On Tuesday a federal jury convicted former InterMune CEO W. Scott Harkonen of mail fraud based on a 2002 press release about the company's drug Actimmune. Federal prosecutors argued that the press release was part of a scheme to illegally promote Actimmune as a treatment for idopathic pulmonary fibrosis (IPF), a use that had not been approved by the Food and Drug Administration. (While doctors are free to prescribe drugs for such "off-label" uses, manufacturers are not allowed to market drugs for unapproved applications.) After Harkonen's conviction, an FDA official declared that "today's verdict demonstrates that pharmaceutical executives will not be able to hide behind a corporate shield when they promote drugs using false or fraudulent information."

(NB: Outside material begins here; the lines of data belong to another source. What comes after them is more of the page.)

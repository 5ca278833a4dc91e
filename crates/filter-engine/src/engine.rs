use crate::error::{FilterError, Result};
use crate::tokenizer::split_labels;
use crate::types::{AddOneResult, BatchAddResult, EngineConfig, ListResult, Page};
use anime_filters_store::{LabelStore, StoreError};
use std::sync::Arc;

/// Business rules on top of a [`LabelStore`].
///
/// Reads that fail at the storage layer are logged and answered as if the scope
/// were empty (no labels, count 0, active). Writes that fail surface as
/// [`FilterError::StorageUnavailable`].
#[derive(Clone)]
pub struct FilterEngine {
    store: Arc<dyn LabelStore>,
    config: EngineConfig,
}

impl FilterEngine {
    pub fn new(store: Arc<dyn LabelStore>, config: EngineConfig) -> Self {
        Self { store, config }
    }

    #[must_use]
    pub fn store(&self) -> &Arc<dyn LabelStore> {
        &self.store
    }

    #[must_use]
    pub const fn page_size(&self) -> usize {
        self.config.page_size
    }

    pub async fn add_one(&self, scope: &str, raw: &str) -> Result<AddOneResult> {
        let label = raw.trim();
        if label.is_empty() {
            return Err(FilterError::EmptyInput);
        }

        let outcome = self.store.add_label(scope, label).await?;
        let current_total = self.count(scope).await;
        log::info!(
            "add_one scope={scope} added={} total={current_total}",
            outcome.is_added()
        );

        Ok(AddOneResult {
            label: label.to_string(),
            added: outcome.is_added(),
            current_total,
        })
    }

    /// Comma-separated add. A failing write aborts the batch; labels stored
    /// before the failure stay stored.
    pub async fn add_batch(&self, scope: &str, raw: &str) -> Result<BatchAddResult> {
        let labels = split_labels(raw);
        if labels.is_empty() {
            return Err(FilterError::EmptyInput);
        }

        let mut result = BatchAddResult::default();
        for label in labels {
            if self.store.add_label(scope, &label).await?.is_added() {
                result.added_count += 1;
                result.added.push(label);
            } else {
                result.duplicates.push(label);
            }
        }
        result.current_total = self.count(scope).await;
        log::info!(
            "add_batch scope={scope} added={} duplicates={} total={}",
            result.added_count,
            result.duplicates.len(),
            result.current_total
        );

        Ok(result)
    }

    pub async fn list(&self, scope: &str) -> Result<ListResult> {
        let labels = self
            .store
            .labels(scope)
            .await
            .unwrap_or_else(|err| degraded("labels", scope, err, Vec::new()));
        if labels.is_empty() {
            return Err(FilterError::Empty);
        }
        if !self.is_active(scope).await {
            return Err(FilterError::Inactive);
        }

        Ok(ListResult {
            count: labels.len(),
            labels,
        })
    }

    /// Page of the scope's list using the configured page size.
    pub async fn list_page(&self, scope: &str, page_index: i64) -> Result<Page> {
        self.list_page_sized(scope, page_index, self.config.page_size)
            .await
    }

    /// Negative indexes clamp to the first page and a zero size to one item.
    /// Pages past the end come back empty with `total_pages` intact.
    ///
    /// Like [`list`](Self::list), emptiness wins over the active flag: an empty
    /// scope is page 1 of 1 even when stopped.
    pub async fn list_page_sized(
        &self,
        scope: &str,
        page_index: i64,
        page_size: usize,
    ) -> Result<Page> {
        let page_index = if page_index < 0 {
            0
        } else {
            usize::try_from(page_index).unwrap_or(usize::MAX)
        };
        let page_size = page_size.max(1);

        let page = self
            .store
            .labels_page(scope, page_index, page_size)
            .await
            .unwrap_or_else(|err| degraded("labels_page", scope, err, Default::default()));
        if page.total > 0 && !self.is_active(scope).await {
            return Err(FilterError::Inactive);
        }

        Ok(Page {
            items: page.items,
            page_index,
            page_size,
            total_pages: Page::total_pages_for(page.total, page_size),
            total_count: page.total,
        })
    }

    /// Case-sensitive substring search. No matches is `Ok(vec![])`.
    pub async fn search(&self, scope: &str, query: &str) -> Result<Vec<String>> {
        let query = query.trim();
        if query.is_empty() {
            return Err(FilterError::EmptyQuery);
        }

        let matches = self
            .store
            .search_labels(scope, query)
            .await
            .unwrap_or_else(|err| degraded("search_labels", scope, err, Vec::new()));
        log::debug!("search scope={scope} query={query:?} matches={}", matches.len());
        Ok(matches)
    }

    pub async fn set_active(&self, scope: &str, active: bool) -> Result<()> {
        self.store.set_active(scope, active).await?;
        log::info!("set_active scope={scope} active={active}");
        Ok(())
    }

    pub async fn count(&self, scope: &str) -> usize {
        self.store
            .count(scope)
            .await
            .unwrap_or_else(|err| degraded("count", scope, err, 0))
    }

    pub async fn is_active(&self, scope: &str) -> bool {
        self.store
            .is_active(scope)
            .await
            .unwrap_or_else(|err| degraded("is_active", scope, err, true))
    }
}

fn degraded<T>(operation: &str, scope: &str, err: StoreError, fallback: T) -> T {
    log::warn!("{operation} failed for scope {scope}, treating it as empty: {err}");
    fallback
}
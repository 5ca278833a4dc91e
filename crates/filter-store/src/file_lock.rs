use crate::paths::{ensure_parent_dir, sibling_path, LOCK_SUFFIX};
use crate::{Result, StoreError};
use fs2::FileExt;
use std::path::Path;
use std::sync::atomic::{AtomicU64, Ordering};
use std::time::Instant;

static STORE_WRITE_LOCK_WAIT_MS_LAST: AtomicU64 = AtomicU64::new(0);
static STORE_WRITE_LOCK_WAIT_MS_MAX: AtomicU64 = AtomicU64::new(0);

pub fn store_write_lock_wait_ms_last() -> u64 {
    STORE_WRITE_LOCK_WAIT_MS_LAST.load(Ordering::Relaxed)
}

pub fn store_write_lock_wait_ms_max() -> u64 {
    STORE_WRITE_LOCK_WAIT_MS_MAX.load(Ordering::Relaxed)
}

fn update_write_lock_wait_ms(wait_ms: u64) {
    STORE_WRITE_LOCK_WAIT_MS_LAST.store(wait_ms, Ordering::Relaxed);
    STORE_WRITE_LOCK_WAIT_MS_MAX.fetch_max(wait_ms, Ordering::Relaxed);
}

/// Exclusive advisory lock on `<store file>.lock`, released on drop.
pub(crate) struct StoreWriteLock {
    file: std::fs::File,
}

impl Drop for StoreWriteLock {
    fn drop(&mut self) {
        let _ = FileExt::unlock(&self.file);
    }
}

pub(crate) async fn acquire_store_write_lock(store_path: &Path) -> Result<StoreWriteLock> {
    let path = sibling_path(store_path, LOCK_SUFFIX);
    ensure_parent_dir(&path).await?;

    tokio::task::spawn_blocking(move || -> Result<StoreWriteLock> {
        use std::fs::OpenOptions;

        let file = OpenOptions::new()
            .create(true)
            .read(true)
            .write(true)
            .truncate(false)
            .open(&path)
            .map_err(|err| {
                StoreError::LockError(format!("open store lock {}: {err}", path.display()))
            })?;

        let start = Instant::now();
        file.lock_exclusive().map_err(|err| {
            StoreError::LockError(format!("acquire store lock {}: {err}", path.display()))
        })?;
        update_write_lock_wait_ms(u64::try_from(start.elapsed().as_millis()).unwrap_or(u64::MAX));

        Ok(StoreWriteLock { file })
    })
    .await
    .map_err(|err| StoreError::LockError(format!("join store lock task: {err}")))?
}

#[cfg(test)]
mod tests {
    use super::*;

    #[tokio::test]
    async fn lock_is_reacquirable_after_drop() {
        let tmp = tempfile::TempDir::new().unwrap();
        let store = tmp.path().join("nested").join("anime_data.json");

        let first = acquire_store_write_lock(&store).await.unwrap();
        drop(first);
        let _second = acquire_store_write_lock(&store).await.unwrap();

        assert!(sibling_path(&store, LOCK_SUFFIX).exists());
    }
}
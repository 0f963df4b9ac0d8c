//! Local persistent store trait.

use crate::error::Result;

/// Default key under which the serialized cart lives.
pub const DEFAULT_CART_KEY: &str = "shoesx_cart";

/// Durable key-value storage scoped to one client profile.
///
/// Writes replace the whole value for a key; there are no partial writes.
/// Calls are synchronous so that the cart engine can persist before a
/// mutator returns.
pub trait KeyValueStore: Send + Sync {
    /// Reads the value stored under `key`, `None` if absent.
    fn get(&self, key: &str) -> Result<Option<String>>;

    /// Replaces the value stored under `key`.
    fn set(&self, key: &str, value: &str) -> Result<()>;

    /// Deletes `key`. Removing an absent key is not an error.
    fn remove(&self, key: &str) -> Result<()>;
}
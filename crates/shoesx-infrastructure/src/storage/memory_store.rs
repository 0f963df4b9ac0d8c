//! In-memory key-value store.

use std::collections::HashMap;
use std::sync::{Arc, RwLock};

use shoesx_core::cart::KeyValueStore;
use shoesx_core::error::{Result, ShopError};

/// Process-local [`KeyValueStore`]. Clones share the same map.
#[derive(Debug, Clone, Default)]
pub struct MemoryKeyValueStore {
    values: Arc<RwLock<HashMap<String, String>>>,
}

impl MemoryKeyValueStore {
    pub fn new() -> Self {
        Self::default()
    }

    /// Number of keys currently held.
    pub fn len(&self) -> usize {
        self.values.read().map(|values| values.len()).unwrap_or(0)
    }

    pub fn is_empty(&self) -> bool {
        self.len() == 0
    }
}

impl KeyValueStore for MemoryKeyValueStore {
    fn get(&self, key: &str) -> Result<Option<String>> {
        let values = self
            .values
            .read()
            .map_err(|_| ShopError::storage("Key-value store lock poisoned"))?;
        Ok(values.get(key).cloned())
    }

    fn set(&self, key: &str, value: &str) -> Result<()> {
        let mut values = self
            .values
            .write()
            .map_err(|_| ShopError::storage("Key-value store lock poisoned"))?;
        values.insert(key.to_string(), value.to_string());
        Ok(())
    }

    fn remove(&self, key: &str) -> Result<()> {
        let mut values = self
            .values
            .write()
            .map_err(|_| ShopError::storage("Key-value store lock poisoned"))?;
        values.remove(key);
        Ok(())
    }
}
//! Foot measurement and size recommendation models.

use serde::{Deserialize, Serialize};
use strum::{Display, EnumString};

use crate::error::{Result, ShopError};

pub const MIN_LENGTH_CM: f64 = 10.0;
pub const MAX_LENGTH_CM: f64 = 40.0;
pub const MIN_WIDTH_CM: f64 = 5.0;
pub const MAX_WIDTH_CM: f64 = 20.0;

#[derive(Debug, Clone, Copy, PartialEq, Eq, Serialize, Deserialize, Display, EnumString)]
pub enum Gender {
    Male,
    Female,
    Unisex,
}

#[derive(Debug, Clone, Copy, PartialEq, Eq, Default, Serialize, Deserialize, Display, EnumString)]
#[serde(rename_all = "lowercase")]
#[strum(serialize_all = "lowercase")]
pub enum PreferredFit {
    Snug,
    #[default]
    Regular,
    Relaxed,
}

/// Measurements kept on the user's profile document.
#[derive(Debug, Clone, PartialEq, Serialize, Deserialize)]
#[serde(rename_all = "camelCase")]
pub struct FootMeasurements {
    pub gender: Gender,
    /// Foot length in centimetres
    #[serde(rename = "length")]
    pub length_cm: f64,
    /// Foot width in centimetres
    #[serde(rename = "width")]
    pub width_cm: f64,
    #[serde(default)]
    pub preferred_fit: PreferredFit,
}

impl FootMeasurements {
    pub fn new(gender: Gender, length_cm: f64, width_cm: f64, preferred_fit: PreferredFit) -> Self {
        Self {
            gender,
            length_cm,
            width_cm,
            preferred_fit,
        }
    }

    /// Checks that length and width fall in the measurable range.
    pub fn validate(&self) -> Result<()> {
        if !self.length_cm.is_finite() || !(MIN_LENGTH_CM..=MAX_LENGTH_CM).contains(&self.length_cm) {
            return Err(ShopError::invalid_argument(format!(
                "Foot length must be between {} and {} cm",
                MIN_LENGTH_CM, MAX_LENGTH_CM
            )));
        }
        if !self.width_cm.is_finite() || !(MIN_WIDTH_CM..=MAX_WIDTH_CM).contains(&self.width_cm) {
            return Err(ShopError::invalid_argument(format!(
                "Foot width must be between {} and {} cm",
                MIN_WIDTH_CM, MAX_WIDTH_CM
            )));
        }
        Ok(())
    }
}

#[derive(Debug, Clone, Copy, PartialEq, Eq, Serialize, Deserialize, Display)]
pub enum ReturnRisk {
    Low,
    Medium,
    High,
}

#[derive(Debug, Clone, PartialEq, Serialize, Deserialize)]
#[serde(rename_all = "camelCase")]
pub struct SizeRecommendation {
    /// UK size label such as `UK 8` or `UK 6.5`
    pub size: String,
    /// Percentage in 70..=95
    pub confidence: u32,
    pub return_risk: ReturnRisk,
}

The weird thing is, the press release does not contain any false or fraudulent information. The government claimed both the headline ("InterMune Announces Phase III Data Demonstrating Survival Benefit of Actimmune in IPF") and the subhead ("Reduces Mortality by 70% in Patients With Mild to Moderate Disease") were false. One can argue about the use of the word demonstrating, as opposed to suggesting or indicating (especially in light of subsequent research that found no benefit from Actimmune for IPF patients). But the subhead accurately explains the basis for the claim in the headline: As a group, patients with mild to moderate IPF who received Actimmune lived significantly longer than similar patients who received the placebo. The press release notes that the benefit for all patients in the study "did not reach statistical significance," but that Actimmune "demonstrated a strong positive trend in increased survival in the overall patient population" and "a statistically significant survival benefit in patients with mild to moderate IPF." In short, the press release appears to be completely accurate, though it might mislead someone who does not read it carefully. That possibility does not seem like enough to convict someone of a felony that carries a penalty of up to 20 years in prison.
Although the jury somehow banished reasonable doubt on the mail fraud count, it was not fully persuaded by the government's case. It acquitted Harkonen of "acting with intent to defraud and mislead, resulting in drugs being misbranded." In other words, he was found guilty of committing a fraud with no particular goal. His lawyer calls the combination of verdicts "untenable" and "very inconsistent."
While a pharmaceutical company certainly should be held responsible for promoting its products with false claims, the remedy ordinarily would be regulatory sanctions and/or civil litigation. In this case, a CEO is being held criminally liable for claims that were truthful, though arguably misleading. The government essentially is converting a disagreement about the interpretation of medical data and the emphasis of a press release into a felony. "One position in a scientific dispute has been criminalized," says Harkonen's lawyer, and he's right that it's "quite an astonishing thing."